In perhaps the most unprecedented shift, the Consolidated Appropriations Act of 2021, designed to provide financial relief during the pandemic, included $3 billion specifically for the CDFI Fund, which provides financial assistance to CDFIs and Minority Deposit Institutions (MDIs). That amount almost equals what the fund has received in total since its inception in 1994. “There’s a lot of public investment in mission-driven institutions,” says Betty J. Rudolph, the Federal Deposit Insurance Corporation’s national director of minority and community development banking.
Spurred by 2020’s national reckoning on race, CDFIs and MDIs—institutions that are often also CDFIs but serve predominantly minority communities and have minority leadership—have also attracted hundreds of millions of dollars from some of the country’s biggest technology and finance companies. That includes Google ($180M), Bank of America ($150M), PayPal ($135M), and Twitter ($100M). At the end of 2020, philanthropist MacKenzie Scott made public her gift of more than $4.1 billion to 384 organizations, with special attention to those operating in communities with “low access to philanthropic capital,” 32 of them CDFIs.
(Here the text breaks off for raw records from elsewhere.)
//! Trail network topology builder and route recommendation engine.
//!
//! `trailnet` turns a raw collection of trail centerlines (3D polylines with
//! metadata) into a clean, routable graph, then searches that graph for routes
//! matching a hiker's target distance and elevation-gain profile.
//!
//! The pipeline runs as a sequence of stages, each consuming an immutable
//! snapshot of the previous stage's output:
//!
//! 1. geometry normalization (duplicate / contained trail removal)
//! 2. iterative intersection resolution (classify and split to a fixpoint)
//! 3. endpoint snapping (closing near-miss gaps between trails)
//! 4. topology building (segments into a vertex/edge graph)
//! 5. degree-2 chain merging (collapsing pass-through vertices)
//! 6. connectivity validation (component report)
//!
//! [`pipeline::build_trail_network`] runs stages 1-6 and produces a
//! [`pipeline::TrailNetwork`]; [`routing::recommend_routes`] searches it for
//! loop, out-and-back and point-to-point candidates.

pub mod config;
pub mod error;
pub mod geometry;
pub mod model;
pub mod pipeline;
pub mod prelude;
pub mod routing;

pub use config::{NetworkConfig, RouteSearchConfig};
pub use error::Error;
pub use model::{Trail, TrailGeometry, TrailGraph, TrailSegment};
pub use pipeline::{TrailNetwork, build_trail_network};
pub use routing::{RoutePattern, RouteRecommendation, RouteShape, recommend_routes};

/// Identifier of a raw ingested trail.
pub type TrailId = u64;

/// Identifier of a trail segment produced by splitting.
pub type SegmentId = u64;

/// Identifier of an edge in the routable graph.
pub type EdgeId = u64;

/// Approximate meters per degree of latitude, used to translate metric
/// tolerances into coordinate-space search radii for spatial index queries.
pub(crate) const METERS_PER_DEGREE: f64 = 111_000.0;
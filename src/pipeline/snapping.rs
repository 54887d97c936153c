//! Endpoint snapping: closing near-miss gaps left by independent
//! digitization of intersecting trails.
//!
//! Only segment endpoints ever move; interior vertices are untouched. The
//! decision phase reads an immutable snapshot of the segment set and the
//! moves are applied afterwards, so snapping is deterministic and
//! idempotent: an already-snapped endpoint is within the exact-match
//! epsilon of its target and is left alone on re-run.

use geo::{Coord, Distance, Haversine, Point};
use log::debug;
use rstar::RTree;

use crate::config::NetworkConfig;
use crate::geometry::{IndexedSegment, build_segment_index, distance_to_line_m, meters_to_degrees};
use crate::model::TrailSegment;

#[derive(Debug, Clone, Copy)]
struct SnapMove {
    segment_pos: usize,
    at_start: bool,
    target: Coord<f64>,
}

/// Snaps hovering endpoints onto nearby segments. Returns the adjusted set
/// and the number of endpoints that moved; a non-zero count means the
/// segments must go through intersection resolution again.
pub fn snap_endpoints(
    mut segments: Vec<TrailSegment>,
    config: &NetworkConfig,
) -> (Vec<TrailSegment>, usize) {
    if segments.is_empty() {
        return (segments, 0);
    }

    let lines: Vec<_> = segments.iter().map(|s| s.geometry.line.clone()).collect();
    let index = build_segment_index(&lines, config.snap_tolerance_m);

    let mut moves: Vec<SnapMove> = Vec::new();
    for (pos, segment) in segments.iter().enumerate() {
        for at_start in [true, false] {
            let endpoint = if at_start {
                segment.geometry.start()
            } else {
                segment.geometry.end()
            };
            if let Some(target) =
                snap_target(&segments, &index, pos, at_start, endpoint, config)
            {
                moves.push(SnapMove {
                    segment_pos: pos,
                    at_start,
                    target,
                });
            }
        }
    }

    for m in &moves {
        let segment = &mut segments[m.segment_pos];
        let n = segment.geometry.line.0.len();
        let slot = if m.at_start { 0 } else { n - 1 };
        debug!(
            "Snapping {} endpoint of segment {} onto ({:.7}, {:.7})",
            if m.at_start { "start" } else { "end" },
            segment.id,
            m.target.x,
            m.target.y
        );
        segment.geometry.line.0[slot] = m.target;
        segment.refresh_derived();
    }

    let moved = moves.len();
    (segments, moved)
}

/// Where this endpoint should move, if anywhere.
///
/// Preference order: another endpoint within the snap tolerance (including
/// the opposite end of the same segment, which closes loop trails), then a
/// projection onto another segment's interior. An endpoint already within
/// the exact-match epsilon of either target stays put. When a nearby
/// endpoint exists but sorts later, this endpoint stays put too: the later
/// one snaps here, so a facing pair joins instead of trading places.
fn snap_target(
    segments: &[TrailSegment],
    index: &RTree<IndexedSegment>,
    pos: usize,
    at_start: bool,
    endpoint: Coord<f64>,
    config: &NetworkConfig,
) -> Option<Coord<f64>> {
    let radius_deg = meters_to_degrees(config.snap_tolerance_m);
    let point = Point::from(endpoint);

    // Keyed on (distance, segment id, end flag) so exact ties resolve the
    // same way regardless of index iteration order.
    let mut best_endpoint: Option<((f64, u64, bool), usize, bool)> = None;
    let mut best_interior: Option<((f64, u64), Point<f64>)> = None;
    let mut endpoint_nearby = false;

    for candidate in
        index.locate_within_distance([endpoint.x, endpoint.y], radius_deg * radius_deg)
    {
        let other = &segments[candidate.pos];

        // Endpoint-to-endpoint candidates, including closing this segment's
        // own loop against its opposite end.
        for other_start in [true, false] {
            if candidate.pos == pos && other_start == at_start {
                continue;
            }
            let other_coord = if other_start {
                other.geometry.start()
            } else {
                other.geometry.end()
            };
            let d = Haversine.distance(point, Point::from(other_coord));
            if d <= config.exact_match_epsilon_m {
                return None; // already a shared junction
            }
            if d <= config.snap_tolerance_m {
                endpoint_nearby = true;
                let rank = (d, other.id, other_start);
                let better = best_endpoint
                    .is_none_or(|(prev, ..)| (rank.0, rank.1, rank.2) < (prev.0, prev.1, prev.2));
                // Deterministic tie direction: only the later endpoint moves.
                let yields = (other.id, other_start) < (segments[pos].id, at_start);
                if better && yields {
                    best_endpoint = Some((rank, candidate.pos, other_start));
                }
            }
        }

        if candidate.pos == pos {
            continue;
        }
        if let Some((d, projected)) = distance_to_line_m(point, &other.geometry.line) {
            if d <= config.exact_match_epsilon_m {
                return None; // already on the line
            }
            let rank = (d, other.id);
            if d <= config.snap_tolerance_m
                && best_interior.is_none_or(|(prev, _)| rank < prev)
            {
                best_interior = Some((rank, projected));
            }
        }
    }

    if let Some((_, other_pos, other_start)) = best_endpoint {
        let other = &segments[other_pos].geometry;
        let target = if other_start { other.start() } else { other.end() };
        return Some(target);
    }
    if endpoint_nearby {
        // A later-sorting endpoint is in range; it moves here instead.
        return None;
    }
    best_interior.map(|(_, projected)| projected.into())
}
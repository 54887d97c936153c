//! Topology building: the final segment set becomes a vertex/edge graph.
//!
//! Endpoints are grouped by quantized coordinate equality (splitting and
//! snapping have already made touching endpoints exactly coincident within
//! the exact-match epsilon), each segment becomes one edge, and exact
//! duplicate edges are dropped defensively with a warning since they
//! indicate a normalization failure upstream.

use hashbrown::HashSet;
use log::{info, warn};

use crate::config::NetworkConfig;
use crate::geometry::meters_to_degrees;
use crate::model::graph::coord_key;
use crate::model::{TrailGraph, TrailSegment};

/// Quantized coordinates of original (pre-split) trail endpoints. Vertices
/// landing on these keys are pinned: they carry trailhead identity and are
/// never merged away by the degree-2 chain merger.
pub(crate) type AnchorKeys = HashSet<(i64, i64)>;

pub fn build_graph(
    segments: &[TrailSegment],
    anchors: &AnchorKeys,
    config: &NetworkConfig,
) -> TrailGraph {
    let mut graph = TrailGraph::new(config.exact_match_epsilon_m);
    let epsilon_deg = meters_to_degrees(config.exact_match_epsilon_m);
    let mut dropped = 0usize;

    for segment in segments {
        let start = segment.geometry.start();
        let end = segment.geometry.end();
        let a = graph.get_or_insert_vertex(
            start,
            segment.geometry.start_elevation(),
            anchors.contains(&coord_key(start, epsilon_deg)),
        );
        let b = graph.get_or_insert_vertex(
            end,
            segment.geometry.end_elevation(),
            anchors.contains(&coord_key(end, epsilon_deg)),
        );

        if has_identical_edge(&graph, a, b, segment, epsilon_deg) {
            warn!(
                "Dropping duplicate edge for segment {} between identical endpoints \
                 (upstream normalization should have removed this)",
                segment.id
            );
            dropped += 1;
            continue;
        }

        graph.add_edge(
            a,
            b,
            segment.geometry.clone(),
            vec![segment.trail_id],
            vec![segment.trail_name.clone()],
        );
    }

    info!(
        "Built graph with {} vertices and {} edges ({} duplicate edges dropped)",
        graph.vertex_count(),
        graph.edge_count(),
        dropped
    );
    graph
}

/// True when an edge with the same endpoints and the same (possibly
/// reversed) quantized geometry already exists.
fn has_identical_edge(
    graph: &TrailGraph,
    a: petgraph::stable_graph::NodeIndex,
    b: petgraph::stable_graph::NodeIndex,
    segment: &TrailSegment,
    epsilon_deg: f64,
) -> bool {
    use petgraph::visit::EdgeRef;

    graph
        .graph
        .edges(a)
        .filter(|e| {
            (e.source() == a && e.target() == b) || (e.source() == b && e.target() == a)
        })
        .any(|e| {
            same_quantized_line(&e.weight().geometry.line, &segment.geometry.line, epsilon_deg)
        })
}

fn same_quantized_line(
    a: &geo::LineString<f64>,
    b: &geo::LineString<f64>,
    epsilon_deg: f64,
) -> bool {
    if a.0.len() != b.0.len() {
        return false;
    }
    let keys_a: Vec<_> = a.0.iter().map(|&c| coord_key(c, epsilon_deg)).collect();
    let keys_b: Vec<_> = b.0.iter().map(|&c| coord_key(c, epsilon_deg)).collect();
    let mut reversed = keys_b.clone();
    reversed.reverse();
    keys_a == keys_b || keys_a == reversed
}

#[cfg(test)]
mod tests {
    use super::*;
    use crate::model::{Trail, TrailGeometry};

    fn segment(id: u64, coords: &[(f64, f64, f64)]) -> TrailSegment {
        let trail = Trail::new(id, format!("trail-{id}"), TrailGeometry::from_coords(coords), "t");
        TrailSegment::from_trail(id, &trail)
    }

    fn anchors_for(segments: &[TrailSegment], config: &NetworkConfig) -> AnchorKeys {
        let epsilon_deg = meters_to_degrees(config.exact_match_epsilon_m);
        segments
            .iter()
            .flat_map(|s| [s.geometry.start(), s.geometry.end()])
            .map(|c| coord_key(c, epsilon_deg))
            .collect()
    }

    #[test]
    fn shared_endpoint_yields_one_vertex() {
        let config = NetworkConfig::default();
        let segments = vec![
            segment(1, &[(0.0, 0.0, 0.0), (0.002, 0.0, 0.0)]),
            segment(2, &[(0.002, 0.0, 0.0), (0.002, 0.002, 0.0)]),
        ];
        let anchors = anchors_for(&segments, &config);
        let graph = build_graph(&segments, &anchors, &config);
        assert_eq!(graph.vertex_count(), 3);
        assert_eq!(graph.edge_count(), 2);
        let shared = graph.vertex_at(geo::Coord { x: 0.002, y: 0.0 }).unwrap();
        assert_eq!(graph.degree(shared), 2);
        assert!(graph.graph[shared].pinned);
    }

    #[test]
    fn exact_duplicate_edges_are_dropped() {
        let config = NetworkConfig::default();
        let segments = vec![
            segment(1, &[(0.0, 0.0, 0.0), (0.002, 0.0, 0.0)]),
            segment(2, &[(0.0, 0.0, 0.0), (0.002, 0.0, 0.0)]),
        ];
        let anchors = anchors_for(&segments, &config);
        let graph = build_graph(&segments, &anchors, &config);
        assert_eq!(graph.edge_count(), 1);
    }

    #[test]
    fn closed_ring_becomes_a_self_loop() {
        let config = NetworkConfig::default();
        let segments = vec![segment(
            1,
            &[
                (0.0, 0.0, 0.0),
                (0.002, 0.0, 0.0),
                (0.002, 0.002, 0.0),
                (0.0, 0.002, 0.0),
                (0.0, 0.0, 0.0),
            ],
        )];
        let anchors = anchors_for(&segments, &config);
        let graph = build_graph(&segments, &anchors, &config);
        assert_eq!(graph.vertex_count(), 1);
        assert_eq!(graph.edge_count(), 1);
        let v = graph.vertex_at(geo::Coord { x: 0.0, y: 0.0 }).unwrap();
        assert_eq!(graph.degree(v), 2);
    }
}
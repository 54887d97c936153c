//! Shared planar/geodesic geometry helpers and the segment spatial index.
//!
//! Pairwise scans never compare every segment against every other; segments
//! are bulk-loaded into an R-tree keyed on their bounding envelopes and only
//! envelope-overlapping pairs are inspected.

use geo::{
    BoundingRect, Closest, ClosestPoint, Coord, Distance, Haversine, LineString, Point, Rect,
};
use rstar::{AABB, PointDistance, RTree, RTreeObject};

use crate::METERS_PER_DEGREE;
use crate::model::TrailGeometry;

/// Converts a metric tolerance to an approximate degree radius for
/// coordinate-space index queries. Always refine hits with [`Haversine`].
pub(crate) fn meters_to_degrees(m: f64) -> f64 {
    m / METERS_PER_DEGREE
}

/// A segment registered in the spatial index; `pos` indexes the segment
/// slice the R-tree was built from. Envelopes are padded so that degenerate
/// (axis-aligned) lines still report overlap with neighbors inside the
/// working tolerance.
pub(crate) struct IndexedSegment {
    pub pos: usize,
    pub line: LineString<f64>,
    bbox: Rect<f64>,
    pad_deg: f64,
}

impl IndexedSegment {
    pub fn new(pos: usize, line: LineString<f64>, pad_deg: f64) -> Option<Self> {
        let bbox = line.bounding_rect()?;
        Some(Self {
            pos,
            line,
            bbox,
            pad_deg,
        })
    }
}

impl RTreeObject for IndexedSegment {
    type Envelope = AABB<[f64; 2]>;

    fn envelope(&self) -> Self::Envelope {
        AABB::from_corners(
            [self.bbox.min().x - self.pad_deg, self.bbox.min().y - self.pad_deg],
            [self.bbox.max().x + self.pad_deg, self.bbox.max().y + self.pad_deg],
        )
    }
}

impl PointDistance for IndexedSegment {
    fn distance_2(&self, point: &[f64; 2]) -> f64 {
        let c = Coord {
            x: point[0],
            y: point[1],
        };
        self.line
            .lines()
            .map(|l| planar_segment_distance_sq(c, l.start, l.end))
            .fold(f64::INFINITY, f64::min)
    }
}

/// Builds the index over all segments with valid bounding boxes, padding
/// envelopes by `pad_m` meters.
pub(crate) fn build_segment_index(lines: &[LineString<f64>], pad_m: f64) -> RTree<IndexedSegment> {
    let pad_deg = meters_to_degrees(pad_m);
    let indexed: Vec<IndexedSegment> = lines
        .iter()
        .enumerate()
        .filter_map(|(pos, line)| IndexedSegment::new(pos, line.clone(), pad_deg))
        .collect();
    RTree::bulk_load(indexed)
}

/// Squared planar (degree-space) distance from a point to a segment.
/// Only used for index-side pruning; metric answers come from [`Haversine`].
fn planar_segment_distance_sq(p: Coord<f64>, a: Coord<f64>, b: Coord<f64>) -> f64 {
    let ab = Coord {
        x: b.x - a.x,
        y: b.y - a.y,
    };
    let len_sq = ab.x * ab.x + ab.y * ab.y;
    let t = if len_sq == 0.0 {
        0.0
    } else {
        (((p.x - a.x) * ab.x + (p.y - a.y) * ab.y) / len_sq).clamp(0.0, 1.0)
    };
    let proj = Coord {
        x: a.x + t * ab.x,
        y: a.y + t * ab.y,
    };
    let d = Coord {
        x: p.x - proj.x,
        y: p.y - proj.y,
    };
    d.x * d.x + d.y * d.y
}

/// Geodesic distance from a point to a line string, with the closest point.
/// `None` for degenerate geometry where no closest point is defined.
pub(crate) fn distance_to_line_m(
    point: Point<f64>,
    line: &LineString<f64>,
) -> Option<(f64, Point<f64>)> {
    match line.closest_point(&point) {
        Closest::Intersection(p) | Closest::SinglePoint(p) => {
            Some((Haversine.distance(point, p), p))
        }
        Closest::Indeterminate => None,
    }
}

/// True when two coordinates are within `epsilon_deg` on both axes.
pub(crate) fn coords_close(a: Coord<f64>, b: Coord<f64>, epsilon_deg: f64) -> bool {
    (a.x - b.x).abs() <= epsilon_deg && (a.y - b.y).abs() <= epsilon_deg
}

/// A point located along a trail geometry, used as a cut position.
#[derive(Debug, Clone, Copy)]
pub(crate) struct LocatedPoint {
    /// Index of the constituent line the point falls on.
    pub segment_index: usize,
    /// Fraction along that constituent line, in [0, 1].
    pub fraction: f64,
    /// Geodesic distance from the line start, meters.
    pub distance_along_m: f64,
    pub coord: Coord<f64>,
    pub elevation: f64,
}

/// Projects a coordinate onto a trail geometry, returning its position along
/// the line with interpolated elevation. `None` for degenerate geometry.
pub(crate) fn locate_on_geometry(geometry: &TrailGeometry, c: Coord<f64>) -> Option<LocatedPoint> {
    let coords = &geometry.line.0;
    if coords.len() < 2 {
        return None;
    }

    let mut best: Option<(usize, f64, f64)> = None;
    for (i, pair) in coords.windows(2).enumerate() {
        let (a, b) = (pair[0], pair[1]);
        let ab = Coord {
            x: b.x - a.x,
            y: b.y - a.y,
        };
        let len_sq = ab.x * ab.x + ab.y * ab.y;
        let t = if len_sq == 0.0 {
            0.0
        } else {
            (((c.x - a.x) * ab.x + (c.y - a.y) * ab.y) / len_sq).clamp(0.0, 1.0)
        };
        let d_sq = planar_segment_distance_sq(c, a, b);
        if best.is_none_or(|(_, _, prev)| d_sq < prev) {
            best = Some((i, t, d_sq));
        }
    }
    let (segment_index, fraction, _) = best?;

    let a = coords[segment_index];
    let b = coords[segment_index + 1];
    let coord = Coord {
        x: a.x + fraction * (b.x - a.x),
        y: a.y + fraction * (b.y - a.y),
    };
    let elevation = geometry.elevations[segment_index]
        + fraction * (geometry.elevations[segment_index + 1] - geometry.elevations[segment_index]);

    let mut distance_along_m = 0.0;
    for pair in coords.windows(2).take(segment_index) {
        distance_along_m += Haversine.distance(Point::from(pair[0]), Point::from(pair[1]));
    }
    distance_along_m += Haversine.distance(Point::from(a), Point::from(coord));

    Some(LocatedPoint {
        segment_index,
        fraction,
        distance_along_m,
        coord,
        elevation,
    })
}

/// Splits a geometry at the given located points, in one pass.
///
/// Cuts are sorted along the line first. A cut that would leave a piece
/// shorter than `min_piece_length_m` on either side is skipped, so the
/// sliver is absorbed into its neighbor instead of surviving or being
/// dropped. Returns the pieces in order; a single element means no cut
/// was applied.
pub(crate) fn split_geometry(
    geometry: &TrailGeometry,
    cuts: &[LocatedPoint],
    min_piece_length_m: f64,
    epsilon_deg: f64,
) -> Vec<TrailGeometry> {
    let total = geometry.length_m();
    let mut ordered: Vec<LocatedPoint> = cuts.to_vec();
    ordered.sort_by(|a, b| a.distance_along_m.total_cmp(&b.distance_along_m));

    // Drop cuts that would create slivers against the ends, a neighbor cut,
    // or a previously accepted cut.
    let mut accepted: Vec<LocatedPoint> = Vec::with_capacity(ordered.len());
    for cut in ordered {
        let prev_boundary = accepted
            .last()
            .map_or(0.0, |c: &LocatedPoint| c.distance_along_m);
        if cut.distance_along_m - prev_boundary < min_piece_length_m {
            continue;
        }
        if total - cut.distance_along_m < min_piece_length_m {
            continue;
        }
        accepted.push(cut);
    }
    if accepted.is_empty() {
        return vec![geometry.clone()];
    }

    let coords = &geometry.line.0;
    let elevations = &geometry.elevations;
    let mut pieces = Vec::with_capacity(accepted.len() + 1);
    let mut current: Vec<(Coord<f64>, f64)> = vec![(coords[0], elevations[0])];
    let mut last_vertex = 0usize;

    for cut in &accepted {
        for i in (last_vertex + 1)..=cut.segment_index {
            push_unless_duplicate(&mut current, coords[i], elevations[i], epsilon_deg);
        }
        last_vertex = cut.segment_index;
        push_unless_duplicate(&mut current, cut.coord, cut.elevation, epsilon_deg);
        if current.len() >= 2 {
            pieces.push(piece_geometry(&current));
        }
        current = vec![(cut.coord, cut.elevation)];
    }
    for i in (last_vertex + 1)..coords.len() {
        push_unless_duplicate(&mut current, coords[i], elevations[i], epsilon_deg);
    }
    if current.len() >= 2 {
        pieces.push(piece_geometry(&current));
    }

    if pieces.is_empty() {
        vec![geometry.clone()]
    } else {
        pieces
    }
}

fn push_unless_duplicate(
    acc: &mut Vec<(Coord<f64>, f64)>,
    c: Coord<f64>,
    z: f64,
    epsilon_deg: f64,
) {
    if let Some(&(last, _)) = acc.last() {
        if coords_close(last, c, epsilon_deg) {
            return;
        }
    }
    acc.push((c, z));
}

fn piece_geometry(points: &[(Coord<f64>, f64)]) -> TrailGeometry {
    let line = LineString::from(points.iter().map(|&(c, _)| c).collect::<Vec<_>>());
    let elevations = points.iter().map(|&(_, z)| z).collect();
    TrailGeometry { line, elevations }
}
The influx of funds means CDFIs will be able to reach, and help, more customers. “We’re focused on positioning them to take these new resources to build and grow, to better serve their customers and to build wealth in their communities,” Rudolph says.
In mid-June the Treasury Department awarded $1.25 billion in funding to 863 CDFIs; 463 loan fund organizations received awards, along with 244 credit unions.
Capital Good Fund, a CDFI in Rhode Island, says it will have a transformative impact on its ability to provide unsecured personal and other loans to its customers. Unlike banks, which according to Capital Good’s founder and CEO Andy Posner look at pay stubs, credit reports, and 1099s to determine an applicant’s loan eligibility, Capital Good weighs banking history, considers letters from family or friends, and makes allowances for immigrants who may be paid cash. The process can be completed entirely on a smartphone in about 10 minutes, and decisions are made within two days. The CDFI’s small-dollar loans have an APR of 5 percent, with no application, origination, closing, or late fees.
In April, the CDFI Fund opened applications for its new Small Dollar Loan (SDL) Program, designed to compete with payday lenders. Under the program, up to $13.5 million will be dispersed to certified CDFIs to create loans for as much as $2,500, to be repaid in installments with payments reported to at least one credit bureau. The program aims to provide opportunities to the unbanked and underbanked who don’t traditionally have access to the mainstream financial system.